The third category is if a voter is hospitalized with an emergency or has a minor child with a medical emergency. Then a family member can come into the board office on election day, no later than 3 p.m., and get an application and ballot.

The ballot must be voted before the close of polls.

Tuesday’s election is not the first runoff for Ironton mayor. The first election after the charter was adopted switching the city’s government from manager to mayor was also a runoff.

That was in November 1980 when nine candidates wanted to be the city’s first elected leader. Then, as now, the top two vote getters did not get 40 percent. However, Walter Kesterson, city auditor, pulled only 23.9 percent to Ironton businessman William Sheridan’s 22.3 percent.

That night it was a horse race with Sheridan pulling ahead for the first 10 precincts but a last-minute sprint put Kesterson over the top with a 109-vote lead.

Two weeks later on Nov. 18, that margin went up by only 38 votes, but it was enough to switch victors. Sheridan became Ironton’s first mayor.
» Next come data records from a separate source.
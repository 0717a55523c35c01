pub mod types;

pub use types::{AppEvent, CropRect, DeliveryMode, FailureReason, RecognitionResult};
//! Request-scoped object caching
//!
//! Resolvers for one request frequently need the same LabBook from many
//! independent fields. A [`RequestCache`] guarantees the backing object is
//! loaded at most once per request, and lets mutations register an object
//! they already hold so later fields never re-read it from storage.
//!
//! | Lookup | Effect |
//! |--------|--------|
//! | first `load` | loader invoked, future stored |
//! | `load` while pending | same in-flight future returned |
//! | `load` after failure | same failure returned, loader not retried |
//! | `prime` | entry replaced with a resolved value |

mod key;
mod loader;
mod request;

pub use key::CacheKey;
pub use loader::ObjectLoader;
pub use request::RequestCache;
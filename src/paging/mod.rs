//! Cursor-based pagination
//!
//! One paging contract ([`Connection`], [`Edge`], [`PageInfo`]) served by two
//! backends:
//! - [`local`]: an in-memory ordered sequence, cursors are item offsets
//! - [`remote`]: a numbered-page API, cursors are page numbers
//!
//! Cursors are tagged with their kind, so cursors from one backend are
//! rejected by the other.

mod connection;
mod cursor;
pub mod local;
mod order;
pub mod remote;

pub use connection::{Connection, ConnectionArgs, Edge, PageInfo};
pub use cursor::{Cursor, CursorKind};
pub use order::{OrderBy, SortDirection};
pub use remote::{PageRequest, PageSource, DEFAULT_PAGE_SIZE};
In that election 5,025 of the city’s 8,200 registered voters participated. Seven hundred of those were absentee voters. Today there are 7,528 registered voters.
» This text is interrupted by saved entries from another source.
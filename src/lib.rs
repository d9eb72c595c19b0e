//! labbook-resolve - resolver support for LabBook APIs
//!
//! Request-scoped object caching, cursor pagination over local and remote
//! listings, and reconciliation of environment status from background jobs
//! and container runtime probes.

pub mod cache;
pub mod cli;
pub mod config;
pub mod context;
pub mod error;
pub mod labbook;
pub mod orchestration;
pub mod paging;
pub mod remote;
pub mod resolve;
pub mod status;
pub mod ui;

pub use error::{ErrorKind, LabError, LabResult};
//! Configuration schema for labbook-resolve
//!
//! Configuration is stored at `~/.config/labbook-resolve/config.toml`

use serde::{Deserialize, Serialize};
use std::collections::BTreeMap;
use std::path::PathBuf;

/// Root configuration structure
#[derive(Debug, Clone, Default, Serialize, Deserialize)]
#[serde(default)]
pub struct Config {
    /// General settings
    pub general: GeneralConfig,

    /// Local LabBook storage
    pub storage: StorageConfig,

    /// Connection paging defaults
    pub paging: PagingConfig,

    /// Container runtime used for environment status
    pub runtime: RuntimeConfig,

    /// Background job records
    pub jobs: JobsConfig,

    /// Remote repository servers
    pub remote: RemoteSettings,
}

/// General application settings
#[derive(Debug, Clone, Serialize, Deserialize)]
#[serde(default)]
pub struct GeneralConfig {
    /// Acting user when none is given on the command line
    pub username: String,

    /// Log format: "text" or "json"
    pub log_format: String,
}

impl Default for GeneralConfig {
    fn default() -> Self {
        Self {
            username: "default".to_string(),
            log_format: "text".to_string(),
        }
    }
}

/// Local LabBook storage settings
#[derive(Debug, Clone, Serialize, Deserialize)]
#[serde(default)]
pub struct StorageConfig {
    /// Root directory holding `<user>/<owner>/labbooks/<name>`
    pub working_dir: PathBuf,
}

impl Default for StorageConfig {
    fn default() -> Self {
        Self {
            working_dir: dirs::home_dir()
                .unwrap_or_else(|| PathBuf::from("."))
                .join("labbooks"),
        }
    }
}

/// Paging settings
#[derive(Debug, Clone, Serialize, Deserialize)]
#[serde(default)]
pub struct PagingConfig {
    /// Remote page size when neither `first` nor `last` is given
    pub default_page_size: usize,
}

impl Default for PagingConfig {
    fn default() -> Self {
        Self {
            default_page_size: crate::paging::DEFAULT_PAGE_SIZE,
        }
    }
}

/// Supported container runtime CLIs
#[derive(Debug, Clone, Copy, Default, PartialEq, Eq, Serialize, Deserialize)]
#[serde(rename_all = "lowercase")]
pub enum RuntimeBackend {
    #[default]
    Podman,
    Docker,
}

/// Container runtime settings
#[derive(Debug, Clone, Default, Serialize, Deserialize)]
#[serde(default)]
pub struct RuntimeConfig {
    /// Which CLI to probe
    pub backend: RuntimeBackend,
}

/// Job record settings
#[derive(Debug, Clone, Default, Serialize, Deserialize)]
#[serde(default)]
pub struct JobsConfig {
    /// JSON file of job records (defaults to `<state dir>/jobs.json`)
    pub path: Option<PathBuf>,
}

/// Remote servers, keyed by name
#[derive(Debug, Clone, Serialize, Deserialize)]
#[serde(default)]
pub struct RemoteSettings {
    /// Name of the remote used by remote listing and deletion
    pub default_remote: String,

    /// Known remotes
    pub remotes: BTreeMap<String, RemoteConfig>,
}

impl Default for RemoteSettings {
    fn default() -> Self {
        let mut remotes = BTreeMap::new();
        remotes.insert("repo.gigantum.io".to_string(), RemoteConfig::default());
        Self {
            default_remote: "repo.gigantum.io".to_string(),
            remotes,
        }
    }
}

/// One remote repository server
#[derive(Debug, Clone, Serialize, Deserialize)]
#[serde(default)]
pub struct RemoteConfig {
    /// Base URL of the project API (e.g. `https://host/api/v4`)
    pub api_url: String,

    /// Request timeout in seconds
    pub timeout_secs: u64,

    /// Base URL of the search index service; when set, deleted projects
    /// are also removed from the index
    pub index_url: Option<String>,
}

impl Default for RemoteConfig {
    fn default() -> Self {
        Self {
            api_url: "https://repo.gigantum.io/api/v4".to_string(),
            timeout_secs: 30,
            index_url: None,
        }
    }
}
But that was a different time, according to McCown.

“The laws have changed from then,” he said. “That is my understanding from people who were involved in the election.”

What hasn’t changed is that 1980 board of elections and 2015 board want the city charter changed.

Bob Griffith, who was on the BOE in 1980, publicly stated the night of the runoff that he wanted an amendment to the charter delaying the date of the runoff.

Likewise so does the current board that formally offered to Ironton city solicitors, Mack Anderson and Robert Anderson, to draft proposals to make that change.

“We are frustrated and angered that we are not permitted by law to allow everybody to vote absentee,” McCown said. “It is the problem with the timing in Ironton’s charter and how it conflicts with state law. We reiterate the (earlier) board’s comment that Ironton needs to revamps its charter.”